- _WORK INSTRUCTION_
Nothing but an exact repeat of the entries below should appear in your answer.

***** SUPPLIED ENTRIES

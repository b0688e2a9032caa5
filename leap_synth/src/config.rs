//! Settings file, runtime parameters and the control channel.
//!
//! The settings file is TOML with one table per subsystem:
//!
//! ```toml
//! [surface]
//! width = 1280
//! height = 720
//!
//! [gesture]
//! dwell_ms = 400.0
//!
//! [particles]
//! emission_rate = 240.0
//! color_mode = "rainbow"
//! ```
//!
//! Missing tables and keys fall back to their defaults. At runtime every
//! numeric or boolean option is addressed through [`Param`]; values are
//! clamped to the parameter's range.

use std::path::Path;
use std::sync::mpsc::{self, Receiver, SyncSender, TrySendError};

use hand_pose::HandConfig;
use pad_instrument::{PadConfig, TapAlgorithm};
use particle_field::{ColorMode, ParticleConfig};
use serde::{Deserialize, Serialize};
use synth_midi::{GeneralMidi, ScaleKind};

use crate::error::{AppError, Result};
use crate::mode::Mode;

// ════════════════════════════════════════════════════════════════════════════
// Settings
// ════════════════════════════════════════════════════════════════════════════

#[derive(Clone, Debug, PartialEq, Serialize, Deserialize)]
#[serde(default)]
pub struct SurfaceSettings {
    pub width:  u32,
    pub height: u32,
}

impl Default for SurfaceSettings {
    fn default() -> Self {
        SurfaceSettings { width: 1280, height: 720 }
    }
}

#[derive(Clone, Debug, PartialEq, Serialize, Deserialize)]
#[serde(default)]
pub struct GestureSettings {
    /// How long a pose must be held before its mode activates.
    pub dwell_ms:      f64,
    /// Length of the mode-switch animation.
    pub transition_ms: f64,
}

impl Default for GestureSettings {
    fn default() -> Self {
        GestureSettings { dwell_ms: 400.0, transition_ms: 900.0 }
    }
}

#[derive(Clone, Debug, PartialEq, Serialize, Deserialize)]
#[serde(default)]
pub struct AudioSettings {
    /// Open a MIDI port at all.
    pub enabled:       bool,
    /// Substring of the preferred output port name.
    pub port_hint:     Option<String>,
    pub drum_velocity: u8,
    /// Channel of the continuous (theremin) voice.
    pub voice_channel: u8,
    pub program:       GeneralMidi,
    /// Pitch-bend range in semitones either side of centre.
    pub bend_range:    u8,
    /// Snap theremin pitch to `scale`.
    pub quantize:      bool,
    pub scale:         ScaleKind,
    /// MIDI note the theremin voice sounds at zero bend.
    pub root:          u8,
    /// Ramp applied to every continuous parameter change.
    pub ramp_ms:       u32,
    /// Drum note length before its note-off.
    pub note_ms:       f64,
}

impl Default for AudioSettings {
    fn default() -> Self {
        AudioSettings {
            enabled:       true,
            port_hint:     None,
            drum_velocity: 100,
            voice_channel: 0,
            program:       GeneralMidi::Pad2Warm,
            bend_range:    12,
            quantize:      false,
            scale:         ScaleKind::PentatonicMinor,
            root:          60,
            ramp_ms:       60,
            note_ms:       120.0,
        }
    }
}

#[derive(Clone, Debug, PartialEq, Serialize, Deserialize)]
#[serde(default)]
pub struct VisualSettings {
    /// Fraction of the previous frame darkened away each frame.
    pub fade:            f32,
    pub ribbon_width:    f32,
    pub glow_radius:     f32,
    pub show_fingertips: bool,
    /// Seed of the particle RNG.
    pub seed:            u64,
}

impl Default for VisualSettings {
    fn default() -> Self {
        VisualSettings {
            fade:            0.18,
            ribbon_width:    6.0,
            glow_radius:     18.0,
            show_fingertips: true,
            seed:            7,
        }
    }
}

/// Everything tunable, one table per subsystem.
#[derive(Clone, Debug, Default, PartialEq, Serialize, Deserialize)]
#[serde(default)]
pub struct Settings {
    pub surface:   SurfaceSettings,
    pub hands:     HandConfig,
    pub gesture:   GestureSettings,
    pub pads:      PadConfig,
    pub particles: ParticleConfig,
    pub audio:     AudioSettings,
    pub visual:    VisualSettings,
}

impl Settings {
    pub fn load(path: impl AsRef<Path>) -> Result<Self> {
        let path = path.as_ref();
        let text = std::fs::read_to_string(path).map_err(|source| AppError::ConfigRead {
            path: path.to_path_buf(),
            source,
        })?;
        let settings = Self::from_toml_str(&text).map_err(|source| AppError::ConfigParse {
            path: path.to_path_buf(),
            source,
        })?;
        log::info!("loaded settings from {}", path.display());
        Ok(settings)
    }

    /// Parse and clamp every parameter into range.
    pub fn from_toml_str(text: &str) -> std::result::Result<Self, toml::de::Error> {
        let settings: Settings = toml::from_str(text)?;
        Ok(settings.clamped())
    }

    pub fn to_toml_string(&self) -> Result<String> {
        Ok(toml::to_string_pretty(self)?)
    }

    pub fn clamped(mut self) -> Self {
        for p in Param::ALL {
            let v = p.get(&self);
            let applied = p.apply(&mut self, v);
            if applied != v {
                log::warn!("{} = {} out of range, using {}", p.name(), v, applied);
            }
        }
        self.surface.width = self.surface.width.clamp(160, 7680);
        self.surface.height = self.surface.height.clamp(120, 4320);
        self.audio.voice_channel = self.audio.voice_channel.min(15);
        self.audio.root = self.audio.root.min(127);
        self
    }

    pub fn surface_size(&self) -> glam::Vec2 {
        glam::Vec2::new(self.surface.width as f32, self.surface.height as f32)
    }
}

**********

- _RESPONSE BELOW_
repository b0688e2a9032caa5
filename leap_synth/src/config.rs
//! Settings file, runtime parameters and the control channel.
//!
//! The settings file is TOML with one table per subsystem:
//!
//! ```toml
//! [surface]
//! width = 1280
//! height = 720
//!
//! [gesture]
//! dwell_ms = 400.0
//!
//! [particles]
//! emission_rate = 240.0
//! color_mode = "rainbow"
//! ```
//!
//! Missing tables and keys fall back to their defaults. At runtime every
//! numeric or boolean option is addressed through [`Param`]; values are
//! clamped to the parameter's range.

use std::path::Path;
use std::sync::mpsc::{self, Receiver, SyncSender, TrySendError};

use hand_pose::HandConfig;
use pad_instrument::{PadConfig, TapAlgorithm};
use particle_field::{ColorMode, ParticleConfig};
use serde::{Deserialize, Serialize};
use synth_midi::{GeneralMidi, ScaleKind};

use crate::error::{AppError, Result};
use crate::mode::Mode;

// ════════════════════════════════════════════════════════════════════════════
// Settings
// ════════════════════════════════════════════════════════════════════════════

#[derive(Clone, Debug, PartialEq, Serialize, Deserialize)]
#[serde(default)]
pub struct SurfaceSettings {
    pub width:  u32,
    pub height: u32,
}

impl Default for SurfaceSettings {
    fn default() -> Self {
        SurfaceSettings { width: 1280, height: 720 }
    }
}

#[derive(Clone, Debug, PartialEq, Serialize, Deserialize)]
#[serde(default)]
pub struct GestureSettings {
    /// How long a pose must be held before its mode activates.
    pub dwell_ms:      f64,
    /// Length of the mode-switch animation.
    pub transition_ms: f64,
}

impl Default for GestureSettings {
    fn default() -> Self {
        GestureSettings { dwell_ms: 400.0, transition_ms: 900.0 }
    }
}

#[derive(Clone, Debug, PartialEq, Serialize, Deserialize)]
#[serde(default)]
pub struct AudioSettings {
    /// Open a MIDI port at all.
    pub enabled:       bool,
    /// Substring of the preferred output port name.
    pub port_hint:     Option<String>,
    pub drum_velocity: u8,
    /// Channel of the continuous (theremin) voice.
    pub voice_channel: u8,
    pub program:       GeneralMidi,
    /// Pitch-bend range in semitones either side of centre.
    pub bend_range:    u8,
    /// Snap theremin pitch to `scale`.
    pub quantize:      bool,
    pub scale:         ScaleKind,
    /// MIDI note the theremin voice sounds at zero bend.
    pub root:          u8,
    /// Ramp applied to every continuous parameter change.
    pub ramp_ms:       u32,
    /// Drum note length before its note-off.
    pub note_ms:       f64,
}

impl Default for AudioSettings {
    fn default() -> Self {
        AudioSettings {
            enabled:       true,
            port_hint:     None,
            drum_velocity: 100,
            voice_channel: 0,
            program:       GeneralMidi::Pad2Warm,
            bend_range:    12,
            quantize:      false,
            scale:         ScaleKind::PentatonicMinor,
            root:          60,
            ramp_ms:       60,
            note_ms:       120.0,
        }
    }
}

#[derive(Clone, Debug, PartialEq, Serialize, Deserialize)]
#[serde(default)]
pub struct VisualSettings {
    /// Fraction of the previous frame darkened away each frame.
    pub fade:            f32,
    pub ribbon_width:    f32,
    pub glow_radius:     f32,
    pub show_fingertips: bool,
    /// Seed of the particle RNG.
    pub seed:            u64,
}

impl Default for VisualSettings {
    fn default() -> Self {
        VisualSettings {
            fade:            0.18,
            ribbon_width:    6.0,
            glow_radius:     18.0,
            show_fingertips: true,
            seed:            7,
        }
    }
}

/// Everything tunable, one table per subsystem.
#[derive(Clone, Debug, Default, PartialEq, Serialize, Deserialize)]
#[serde(default)]
pub struct Settings {
    pub surface:   SurfaceSettings,
    pub hands:     HandConfig,
    pub gesture:   GestureSettings,
    pub pads:      PadConfig,
    pub particles: ParticleConfig,
    pub audio:     AudioSettings,
    pub visual:    VisualSettings,
}

impl Settings {
    pub fn load(path: impl AsRef<Path>) -> Result<Self> {
        let path = path.as_ref();
        let text = std::fs::read_to_string(path).map_err(|source| AppError::ConfigRead {
            path: path.to_path_buf(),
            source,
        })?;
        let settings = Self::from_toml_str(&text).map_err(|source| AppError::ConfigParse {
            path: path.to_path_buf(),
            source,
        })?;
        log::info!("loaded settings from {}", path.display());
        Ok(settings)
    }

    /// Parse and clamp every parameter into range.
    pub fn from_toml_str(text: &str) -> std::result::Result<Self, toml::de::Error> {
        let settings: Settings = toml::from_str(text)?;
        Ok(settings.clamped())
    }

    pub fn to_toml_string(&self) -> Result<String> {
        Ok(toml::to_string_pretty(self)?)
    }

    pub fn clamped(mut self) -> Self {
        for p in Param::ALL {
            let v = p.get(&self);
            let applied = p.apply(&mut self, v);
            if applied != v {
                log::warn!("{} = {} out of range, using {}", p.name(), v, applied);
            }
        }
        self.surface.width = self.surface.width.clamp(160, 7680);
        self.surface.height = self.surface.height.clamp(120, 4320);
        self.audio.voice_channel = self.audio.voice_channel.min(15);
        self.audio.root = self.audio.root.min(127);
        self
    }

    pub fn surface_size(&self) -> glam::Vec2 {
        glam::Vec2::new(self.surface.width as f32, self.surface.height as f32)
    }
}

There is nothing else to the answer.